Stored data entries

%%

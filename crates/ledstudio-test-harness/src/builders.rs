use std::sync::Arc;

use ledstudio_core::automation::AutomationAction;
use ledstudio_core::context::EditContext;
use ledstudio_core::frame::LayerFrame;
use ledstudio_core::grid::Rgb;
use ledstudio_core::pattern::{DEFAULT_FRAME_DURATION_MS, Frame, Pattern};
use ledstudio_core::stack::{LayerStack, LayerState};
use ledstudio_core::track::LayerTrack;

/// Builder for test LayerFrames sized to a matrix.
pub struct FrameBuilder {
    width: usize,
    pixels: Vec<Rgb>,
    alpha: Option<Vec<u8>>,
    visible: Option<bool>,
    opacity: Option<f32>,
    mask: Option<Vec<f32>>,
}

impl FrameBuilder {
    /// An all-black frame.
    pub fn new(width: usize, height: usize) -> Self {
        Self {
            width,
            pixels: vec![Rgb::BLACK; width * height],
            alpha: None,
            visible: None,
            opacity: None,
            mask: None,
        }
    }

    pub fn pixels(mut self, pixels: Vec<Rgb>) -> Self {
        self.pixels = pixels;
        self
    }

    pub fn fill(mut self, colour: Rgb) -> Self {
        self.pixels.fill(colour);
        self
    }

    pub fn pixel(mut self, x: usize, y: usize, colour: Rgb) -> Self {
        self.pixels[y * self.width + x] = colour;
        self
    }

    pub fn alpha(mut self, alpha: Vec<u8>) -> Self {
        self.alpha = Some(alpha);
        self
    }

    pub fn visible(mut self, visible: bool) -> Self {
        self.visible = Some(visible);
        self
    }

    pub fn opacity(mut self, opacity: f32) -> Self {
        self.opacity = Some(opacity);
        self
    }

    pub fn mask(mut self, mask: Vec<f32>) -> Self {
        self.mask = Some(mask);
        self
    }

    pub fn build(self) -> LayerFrame {
        let mut frame = LayerFrame::new(self.pixels);
        frame.alpha = self.alpha;
        frame.visible = self.visible;
        frame.set_opacity(self.opacity);
        if let Some(mask) = self.mask {
            frame.set_mask(&mask);
        }
        frame
    }
}

/// Builder for test LayerTracks.
pub struct TrackBuilder {
    track: LayerTrack,
}

impl TrackBuilder {
    pub fn new(name: &str) -> Self {
        Self {
            track: LayerTrack::new(name, 0),
        }
    }

    pub fn frame(mut self, frame_index: usize, frame: LayerFrame) -> Self {
        self.track.set_frame(frame_index, frame);
        self
    }

    /// Store `pixels` at `frame_index` with no alpha or overrides.
    pub fn pixels(self, frame_index: usize, pixels: Vec<Rgb>) -> Self {
        self.frame(frame_index, LayerFrame::new(pixels))
    }

    pub fn opacity(mut self, opacity: f32) -> Self {
        self.track.set_opacity(opacity);
        self
    }

    pub fn hidden(mut self) -> Self {
        self.track.visible = false;
        self
    }

    pub fn window(mut self, start_frame: usize, end_frame: Option<usize>) -> Self {
        self.track.start_frame = Some(start_frame);
        self.track.end_frame = end_frame;
        self
    }

    pub fn automation(mut self, action: AutomationAction) -> Self {
        self.track
            .add_automation(action)
            .expect("unsupported action in test builder");
        self
    }

    pub fn build(self) -> LayerTrack {
        self.track
    }
}

/// Build a pattern, or a layer stack over one, with explicit tracks.
pub struct PatternBuilder {
    name: String,
    width: usize,
    height: usize,
    frame_count: usize,
    tracks: Vec<LayerTrack>,
}

impl PatternBuilder {
    pub fn new(width: usize, height: usize) -> Self {
        Self {
            name: "Test".into(),
            width,
            height,
            frame_count: 1,
            tracks: Vec::new(),
        }
    }

    pub fn name(mut self, name: &str) -> Self {
        self.name = name.into();
        self
    }

    pub fn frames(mut self, frame_count: usize) -> Self {
        self.frame_count = frame_count;
        self
    }

    /// Tracks are stacked bottom to top in the order added.
    pub fn track(mut self, track: LayerTrack) -> Self {
        self.tracks.push(track);
        self
    }

    pub fn build_pattern(&self) -> Pattern {
        let mut pattern = Pattern::new(&self.name, self.width, self.height);
        pattern.frames = (0..self.frame_count)
            .map(|_| Frame::new(vec![Rgb::BLACK; self.width * self.height], DEFAULT_FRAME_DURATION_MS))
            .collect();
        pattern
    }

    /// A stack holding exactly the added tracks, or the default seeded track
    /// when none were added.
    pub fn build(self) -> LayerStack {
        let pattern = self.build_pattern();
        if self.tracks.is_empty() {
            return LayerStack::new(pattern);
        }
        let state = LayerState {
            pattern,
            tracks: self.tracks,
            ..LayerState::default()
        };
        LayerStack::from_state(state, Arc::new(EditContext::new()))
    }
}
//! `pillbox` — medicine reminders with desktop notifications.
//!
//! # Usage
//!
//! ```text
//! pillbox add Aspirin --date 2025-06-01 --time "8:30 AM"
//! pillbox list
//! pillbox watch
//! ```
//!
//! Settings come from `pillbox.toml` (or `--config`) and `PILLBOX_*`
//! environment variables; see [`settings::Settings`].

mod commands;
mod settings;

use std::{io, path::PathBuf, sync::Arc};

use anyhow::Context as _;
use clap::{Parser, Subcommand};
use pillbox_store_sqlite::SqliteStore;
use settings::Settings;
use tracing::level_filters::LevelFilter;
use tracing_subscriber::EnvFilter;

// ─── CLI args ─────────────────────────────────────────────────────────────────

#[derive(Parser)]
#[command(name = "pillbox", author, version, about = "Medicine reminders with desktop notifications")]
struct Cli {
  /// Path to the TOML configuration file.
  #[arg(short, long, global = true, default_value = "pillbox.toml")]
  config: PathBuf,

  /// SQLite database file; overrides `db_path` from the config.
  #[arg(long, global = true, value_name = "FILE")]
  db: Option<PathBuf>,

  /// Log at debug level unless `RUST_LOG` says otherwise.
  #[arg(short, long, global = true)]
  verbose: bool,

  #[command(subcommand)]
  command: Command,
}

#[derive(Subcommand)]
enum Command {
  /// Record a new medicine reminder.
  Add {
    name: String,
    /// Day the reminder is due (YYYY-MM-DD); defaults to today.
    #[arg(long)]
    date: Option<String>,
    /// Time the reminder is due, 12-hour clock (e.g. "08:30 AM").
    #[arg(long)]
    time: String,
  },

  /// Rewrite the name, date and time of an existing reminder.
  Update {
    id:   i64,
    name: String,
    /// New day (YYYY-MM-DD); keeps the stored date when omitted.
    #[arg(long)]
    date: Option<String>,
    /// New time, 12-hour clock (e.g. "08:30 AM").
    #[arg(long)]
    time: String,
  },

  /// Delete a reminder.
  Delete { id: i64 },

  /// Show every reminder.
  List {
    /// Sort by clock time instead of stored text.
    #[arg(long)]
    chronological: bool,
    /// Print JSON instead of a table.
    #[arg(long)]
    json: bool,
  },

  /// Check for due reminders once and exit.
  Due {
    /// Check this minute instead of now (YYYY-MM-DD HH:MM AM/PM).
    #[arg(long, value_name = "STAMP")]
    at: Option<String>,
  },

  /// Keep checking for due reminders until interrupted.
  Watch,
}

// ─── Logging ──────────────────────────────────────────────────────────────────

/// Logs go to stderr so command output on stdout stays clean.
fn init_tracing(verbose: bool) {
  let default = if verbose { LevelFilter::DEBUG } else { LevelFilter::INFO };
  tracing_subscriber::fmt()
    .with_env_filter(
      EnvFilter::builder()
        .with_default_directive(default.into())
        .from_env_lossy(),
    )
    .with_target(verbose)
    .with_writer(io::stderr)
    .init();
}

// ─── Entry point ──────────────────────────────────────────────────────────────

#[tokio::main]
async fn main() -> anyhow::Result<()> {
  let cli = Cli::parse();
  init_tracing(cli.verbose);

  let mut settings = Settings::load(&cli.config)
    .with_context(|| format!("failed to load settings from {:?}", cli.config))?;
  if let Some(db) = cli.db {
    settings.db_path = db;
  }

  let store_path = settings.store_path();
  let store = SqliteStore::open(&store_path)
    .await
    .with_context(|| format!("failed to open store at {store_path:?}"))?;

  let mut out = io::stdout();

  match cli.command {
    Command::Add { name, date, time } => {
      let date = date.unwrap_or_else(commands::today);
      commands::add(&store, &mut out, &name, &date, &time).await?;
    }
    Command::Update { id, name, date, time } => {
      commands::update(&store, &mut out, id, &name, date.as_deref(), &time).await?;
    }
    Command::Delete { id } => {
      commands::delete(&store, &mut out, id).await?;
    }
    Command::List { chronological, json } => {
      commands::list(&store, &mut out, chronological, json).await?;
    }
    Command::Due { at } => {
      let notifier = settings.notification.notifier();
      commands::due(Arc::new(store), notifier, &mut out, at.as_deref()).await?;
    }
    Command::Watch => {
      let notifier = settings.notification.notifier();
      tracing::info!(db = %store_path.display(), "watching for due reminders");
      commands::watch(Arc::new(store), notifier, settings.poll_interval()).await?;
    }
  }

  Ok(())
}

%%

> _REQUIREMENT_
Of all the entries above, repeat only the lines from the line that has "frame.visible = self.visible;" to the line that has "pub struct TrackBuilder", both lines included, exactly.

> _REPLY_
        frame.visible = self.visible;
        frame.set_opacity(self.opacity);
        if let Some(mask) = self.mask {
            frame.set_mask(&mask);
        }
        frame
    }
}

/// Builder for test LayerTracks.
pub struct TrackBuilder {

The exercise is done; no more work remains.